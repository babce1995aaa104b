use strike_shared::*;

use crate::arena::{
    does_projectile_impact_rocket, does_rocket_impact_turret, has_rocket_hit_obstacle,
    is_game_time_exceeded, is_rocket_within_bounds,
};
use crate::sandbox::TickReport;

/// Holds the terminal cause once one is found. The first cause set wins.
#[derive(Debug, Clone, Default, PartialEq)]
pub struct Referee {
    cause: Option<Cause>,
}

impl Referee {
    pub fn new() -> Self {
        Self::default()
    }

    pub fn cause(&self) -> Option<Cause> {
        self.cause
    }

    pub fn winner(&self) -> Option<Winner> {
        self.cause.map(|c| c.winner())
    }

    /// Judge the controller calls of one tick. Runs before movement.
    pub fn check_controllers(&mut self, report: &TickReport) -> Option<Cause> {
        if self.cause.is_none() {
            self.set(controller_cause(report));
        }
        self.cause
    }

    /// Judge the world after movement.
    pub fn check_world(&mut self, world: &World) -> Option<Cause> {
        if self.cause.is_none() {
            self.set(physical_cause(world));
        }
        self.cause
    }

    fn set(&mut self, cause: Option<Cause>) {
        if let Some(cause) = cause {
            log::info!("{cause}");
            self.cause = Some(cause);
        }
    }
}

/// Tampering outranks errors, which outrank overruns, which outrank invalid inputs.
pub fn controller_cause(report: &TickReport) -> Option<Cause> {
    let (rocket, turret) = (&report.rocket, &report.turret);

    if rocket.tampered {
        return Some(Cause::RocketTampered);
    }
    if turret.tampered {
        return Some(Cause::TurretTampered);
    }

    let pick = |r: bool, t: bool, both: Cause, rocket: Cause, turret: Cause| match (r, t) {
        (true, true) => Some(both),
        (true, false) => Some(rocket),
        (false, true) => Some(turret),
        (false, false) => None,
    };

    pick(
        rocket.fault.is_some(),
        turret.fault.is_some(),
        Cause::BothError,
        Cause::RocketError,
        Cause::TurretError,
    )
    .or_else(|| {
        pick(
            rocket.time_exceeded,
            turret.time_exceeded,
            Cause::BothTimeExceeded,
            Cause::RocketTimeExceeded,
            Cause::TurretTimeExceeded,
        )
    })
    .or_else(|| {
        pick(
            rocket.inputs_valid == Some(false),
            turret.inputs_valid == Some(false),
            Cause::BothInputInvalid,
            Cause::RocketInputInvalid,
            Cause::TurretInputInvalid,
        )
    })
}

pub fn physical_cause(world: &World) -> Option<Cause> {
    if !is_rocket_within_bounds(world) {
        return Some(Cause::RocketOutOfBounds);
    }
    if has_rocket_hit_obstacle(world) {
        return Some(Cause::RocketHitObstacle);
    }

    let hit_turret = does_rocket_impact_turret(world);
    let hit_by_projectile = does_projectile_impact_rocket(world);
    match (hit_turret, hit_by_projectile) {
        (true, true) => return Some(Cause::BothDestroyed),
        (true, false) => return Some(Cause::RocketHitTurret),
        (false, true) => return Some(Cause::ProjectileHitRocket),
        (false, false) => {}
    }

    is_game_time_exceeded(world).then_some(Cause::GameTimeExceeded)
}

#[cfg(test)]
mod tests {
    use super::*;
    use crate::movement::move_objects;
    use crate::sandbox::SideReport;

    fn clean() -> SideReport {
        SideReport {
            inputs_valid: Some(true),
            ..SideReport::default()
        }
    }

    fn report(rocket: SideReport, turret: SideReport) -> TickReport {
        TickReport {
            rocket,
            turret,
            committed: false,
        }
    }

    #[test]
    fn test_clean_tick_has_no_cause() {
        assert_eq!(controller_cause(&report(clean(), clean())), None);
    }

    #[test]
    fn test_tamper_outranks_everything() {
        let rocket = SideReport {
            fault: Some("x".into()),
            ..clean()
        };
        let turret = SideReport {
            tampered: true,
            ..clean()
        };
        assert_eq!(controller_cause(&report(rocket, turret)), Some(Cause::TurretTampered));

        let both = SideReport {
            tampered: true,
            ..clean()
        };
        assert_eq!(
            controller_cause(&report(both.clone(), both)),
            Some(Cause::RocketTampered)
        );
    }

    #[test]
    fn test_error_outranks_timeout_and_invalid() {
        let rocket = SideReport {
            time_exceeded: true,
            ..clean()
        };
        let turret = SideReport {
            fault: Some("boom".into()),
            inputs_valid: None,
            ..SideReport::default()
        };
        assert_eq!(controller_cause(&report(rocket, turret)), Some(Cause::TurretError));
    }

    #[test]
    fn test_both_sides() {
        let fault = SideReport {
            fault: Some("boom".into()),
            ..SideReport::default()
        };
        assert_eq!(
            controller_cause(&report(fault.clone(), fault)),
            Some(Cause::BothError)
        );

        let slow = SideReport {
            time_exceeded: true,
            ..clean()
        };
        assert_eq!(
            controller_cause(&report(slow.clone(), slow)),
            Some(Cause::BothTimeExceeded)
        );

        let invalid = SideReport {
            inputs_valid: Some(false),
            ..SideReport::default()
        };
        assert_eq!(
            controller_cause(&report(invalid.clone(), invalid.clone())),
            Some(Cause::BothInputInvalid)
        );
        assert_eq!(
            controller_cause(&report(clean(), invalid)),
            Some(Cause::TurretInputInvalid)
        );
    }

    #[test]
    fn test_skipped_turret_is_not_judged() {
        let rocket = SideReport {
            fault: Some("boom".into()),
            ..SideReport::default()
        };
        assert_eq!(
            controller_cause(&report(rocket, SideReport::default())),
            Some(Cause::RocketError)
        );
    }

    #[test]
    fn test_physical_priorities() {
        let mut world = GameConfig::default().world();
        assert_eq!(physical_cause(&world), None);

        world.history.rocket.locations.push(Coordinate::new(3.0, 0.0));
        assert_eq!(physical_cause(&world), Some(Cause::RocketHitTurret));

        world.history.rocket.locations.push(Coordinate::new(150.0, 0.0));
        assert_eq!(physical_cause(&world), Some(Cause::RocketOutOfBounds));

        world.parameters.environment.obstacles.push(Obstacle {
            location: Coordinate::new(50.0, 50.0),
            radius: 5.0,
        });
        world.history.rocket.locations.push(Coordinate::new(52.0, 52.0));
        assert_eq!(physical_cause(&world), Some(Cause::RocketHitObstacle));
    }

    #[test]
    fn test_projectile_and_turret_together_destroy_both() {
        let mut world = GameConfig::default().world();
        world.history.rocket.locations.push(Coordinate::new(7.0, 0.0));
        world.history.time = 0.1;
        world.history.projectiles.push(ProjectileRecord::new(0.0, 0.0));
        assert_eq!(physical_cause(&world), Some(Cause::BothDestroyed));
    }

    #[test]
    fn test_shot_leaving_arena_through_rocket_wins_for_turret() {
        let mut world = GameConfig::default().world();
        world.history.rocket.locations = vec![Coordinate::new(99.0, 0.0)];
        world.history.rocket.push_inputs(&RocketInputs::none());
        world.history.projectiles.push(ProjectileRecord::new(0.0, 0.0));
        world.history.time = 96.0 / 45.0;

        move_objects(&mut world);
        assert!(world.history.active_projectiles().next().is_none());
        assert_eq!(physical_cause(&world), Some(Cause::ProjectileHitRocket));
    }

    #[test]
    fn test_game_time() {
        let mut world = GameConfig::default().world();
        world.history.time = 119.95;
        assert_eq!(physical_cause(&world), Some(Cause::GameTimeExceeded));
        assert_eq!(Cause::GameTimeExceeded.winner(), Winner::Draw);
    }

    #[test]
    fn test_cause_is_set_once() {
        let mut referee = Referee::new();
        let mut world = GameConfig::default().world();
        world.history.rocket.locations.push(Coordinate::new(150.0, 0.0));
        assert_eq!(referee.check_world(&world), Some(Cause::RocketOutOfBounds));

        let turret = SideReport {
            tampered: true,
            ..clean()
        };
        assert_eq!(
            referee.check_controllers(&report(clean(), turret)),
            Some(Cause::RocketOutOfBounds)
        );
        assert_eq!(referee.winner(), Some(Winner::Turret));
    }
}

☆ ☆ ☆

Each entry must be output exactly as it was written.

= Output of the exercise =
repository babce1995aaa104b
use strike_shared::*;

use crate::arena::{
    does_projectile_impact_rocket, does_rocket_impact_turret, has_rocket_hit_obstacle,
    is_game_time_exceeded, is_rocket_within_bounds,
};
use crate::sandbox::TickReport;

/// Holds the terminal cause once one is found. The first cause set wins.
#[derive(Debug, Clone, Default, PartialEq)]
pub struct Referee {
    cause: Option<Cause>,
}

impl Referee {
    pub fn new() -> Self {
        Self::default()
    }

    pub fn cause(&self) -> Option<Cause> {
        self.cause
    }

    pub fn winner(&self) -> Option<Winner> {
        self.cause.map(|c| c.winner())
    }

    /// Judge the controller calls of one tick. Runs before movement.
    pub fn check_controllers(&mut self, report: &TickReport) -> Option<Cause> {
        if self.cause.is_none() {
            self.set(controller_cause(report));
        }
        self.cause
    }

    /// Judge the world after movement.
    pub fn check_world(&mut self, world: &World) -> Option<Cause> {
        if self.cause.is_none() {
            self.set(physical_cause(world));
        }
        self.cause
    }

    fn set(&mut self, cause: Option<Cause>) {
        if let Some(cause) = cause {
            log::info!("{cause}");
            self.cause = Some(cause);
        }
    }
}

/// Tampering outranks errors, which outrank overruns, which outrank invalid inputs.
pub fn controller_cause(report: &TickReport) -> Option<Cause> {
    let (rocket, turret) = (&report.rocket, &report.turret);

    if rocket.tampered {
        return Some(Cause::RocketTampered);
    }
    if turret.tampered {
        return Some(Cause::TurretTampered);
    }

    let pick = |r: bool, t: bool, both: Cause, rocket: Cause, turret: Cause| match (r, t) {
        (true, true) => Some(both),
        (true, false) => Some(rocket),
        (false, true) => Some(turret),
        (false, false) => None,
    };

    pick(
        rocket.fault.is_some(),
        turret.fault.is_some(),
        Cause::BothError,
        Cause::RocketError,
        Cause::TurretError,
    )
    .or_else(|| {
        pick(
            rocket.time_exceeded,
            turret.time_exceeded,
            Cause::BothTimeExceeded,
            Cause::RocketTimeExceeded,
            Cause::TurretTimeExceeded,
        )
    })
    .or_else(|| {
        pick(
            rocket.inputs_valid == Some(false),
            turret.inputs_valid == Some(false),
            Cause::BothInputInvalid,
            Cause::RocketInputInvalid,
            Cause::TurretInputInvalid,
        )
    })
}

pub fn physical_cause(world: &World) -> Option<Cause> {
    if !is_rocket_within_bounds(world) {
        return Some(Cause::RocketOutOfBounds);
    }
    if has_rocket_hit_obstacle(world) {
        return Some(Cause::RocketHitObstacle);
    }

    let hit_turret = does_rocket_impact_turret(world);
    let hit_by_projectile = does_projectile_impact_rocket(world);
    match (hit_turret, hit_by_projectile) {
        (true, true) => return Some(Cause::BothDestroyed),
        (true, false) => return Some(Cause::RocketHitTurret),
        (false, true) => return Some(Cause::ProjectileHitRocket),
        (false, false) => {}
    }

    is_game_time_exceeded(world).then_some(Cause::GameTimeExceeded)
}

#[cfg(test)]
mod tests {
    use super::*;
    use crate::movement::move_objects;
    use crate::sandbox::SideReport;

    fn clean() -> SideReport {
        SideReport {
            inputs_valid: Some(true),
            ..SideReport::default()
        }
    }

    fn report(rocket: SideReport, turret: SideReport) -> TickReport {
        TickReport {
            rocket,
            turret,
            committed: false,
        }
    }

    #[test]
    fn test_clean_tick_has_no_cause() {
        assert_eq!(controller_cause(&report(clean(), clean())), None);
    }

    #[test]
    fn test_tamper_outranks_everything() {
        let rocket = SideReport {
            fault: Some("x".into()),
            ..clean()
        };
        let turret = SideReport {
            tampered: true,
            ..clean()
        };
        assert_eq!(controller_cause(&report(rocket, turret)), Some(Cause::TurretTampered));

        let both = SideReport {
            tampered: true,
            ..clean()
        };
        assert_eq!(
            controller_cause(&report(both.clone(), both)),
            Some(Cause::RocketTampered)
        );
    }

    #[test]
    fn test_error_outranks_timeout_and_invalid() {
        let rocket = SideReport {
            time_exceeded: true,
            ..clean()
        };
        let turret = SideReport {
            fault: Some("boom".into()),
            inputs_valid: None,
            ..SideReport::default()
        };
        assert_eq!(controller_cause(&report(rocket, turret)), Some(Cause::TurretError));
    }

    #[test]
    fn test_both_sides() {
        let fault = SideReport {
            fault: Some("boom".into()),
            ..SideReport::default()
        };
        assert_eq!(
            controller_cause(&report(fault.clone(), fault)),
            Some(Cause::BothError)
        );

        let slow = SideReport {
            time_exceeded: true,
            ..clean()
        };
        assert_eq!(
            controller_cause(&report(slow.clone(), slow)),
            Some(Cause::BothTimeExceeded)
        );

        let invalid = SideReport {
            inputs_valid: Some(false),
            ..SideReport::default()
        };
        assert_eq!(
            controller_cause(&report(invalid.clone(), invalid.clone())),
            Some(Cause::BothInputInvalid)
        );
        assert_eq!(
            controller_cause(&report(clean(), invalid)),
            Some(Cause::TurretInputInvalid)
        );
    }

    #[test]
    fn test_skipped_turret_is_not_judged() {
        let rocket = SideReport {
            fault: Some("boom".into()),
            ..SideReport::default()
        };
        assert_eq!(
            controller_cause(&report(rocket, SideReport::default())),
            Some(Cause::RocketError)
        );
    }

    #[test]
    fn test_physical_priorities() {
        let mut world = GameConfig::default().world();
        assert_eq!(physical_cause(&world), None);

        world.history.rocket.locations.push(Coordinate::new(3.0, 0.0));
        assert_eq!(physical_cause(&world), Some(Cause::RocketHitTurret));

        world.history.rocket.locations.push(Coordinate::new(150.0, 0.0));
        assert_eq!(physical_cause(&world), Some(Cause::RocketOutOfBounds));

        world.parameters.environment.obstacles.push(Obstacle {
            location: Coordinate::new(50.0, 50.0),
            radius: 5.0,
        });
        world.history.rocket.locations.push(Coordinate::new(52.0, 52.0));
        assert_eq!(physical_cause(&world), Some(Cause::RocketHitObstacle));
    }

    #[test]
    fn test_projectile_and_turret_together_destroy_both() {
        let mut world = GameConfig::default().world();
        world.history.rocket.locations.push(Coordinate::new(7.0, 0.0));
        world.history.time = 0.1;
        world.history.projectiles.push(ProjectileRecord::new(0.0, 0.0));
        assert_eq!(physical_cause(&world), Some(Cause::BothDestroyed));
    }

    #[test]
    fn test_shot_leaving_arena_through_rocket_wins_for_turret() {
        let mut world = GameConfig::default().world();
        world.history.rocket.locations = vec![Coordinate::new(99.0, 0.0)];
        world.history.rocket.push_inputs(&RocketInputs::none());
        world.history.projectiles.push(ProjectileRecord::new(0.0, 0.0));
        world.history.time = 96.0 / 45.0;

        move_objects(&mut world);
        assert!(world.history.active_projectiles().next().is_none());
        assert_eq!(physical_cause(&world), Some(Cause::ProjectileHitRocket));
    }

    #[test]
    fn test_game_time() {
        let mut world = GameConfig::default().world();
        world.history.time = 119.95;
        assert_eq!(physical_cause(&world), Some(Cause::GameTimeExceeded));
        assert_eq!(Cause::GameTimeExceeded.winner(), Winner::Draw);
    }

    #[test]
    fn test_cause_is_set_once() {
        let mut referee = Referee::new();
        let mut world = GameConfig::default().world();
        world.history.rocket.locations.push(Coordinate::new(150.0, 0.0));
        assert_eq!(referee.check_world(&world), Some(Cause::RocketOutOfBounds));

        let turret = SideReport {
            tampered: true,
            ..clean()
        };
        assert_eq!(
            referee.check_controllers(&report(clean(), turret)),
            Some(Cause::RocketOutOfBounds)
        );
        assert_eq!(referee.winner(), Some(Winner::Turret));
    }
}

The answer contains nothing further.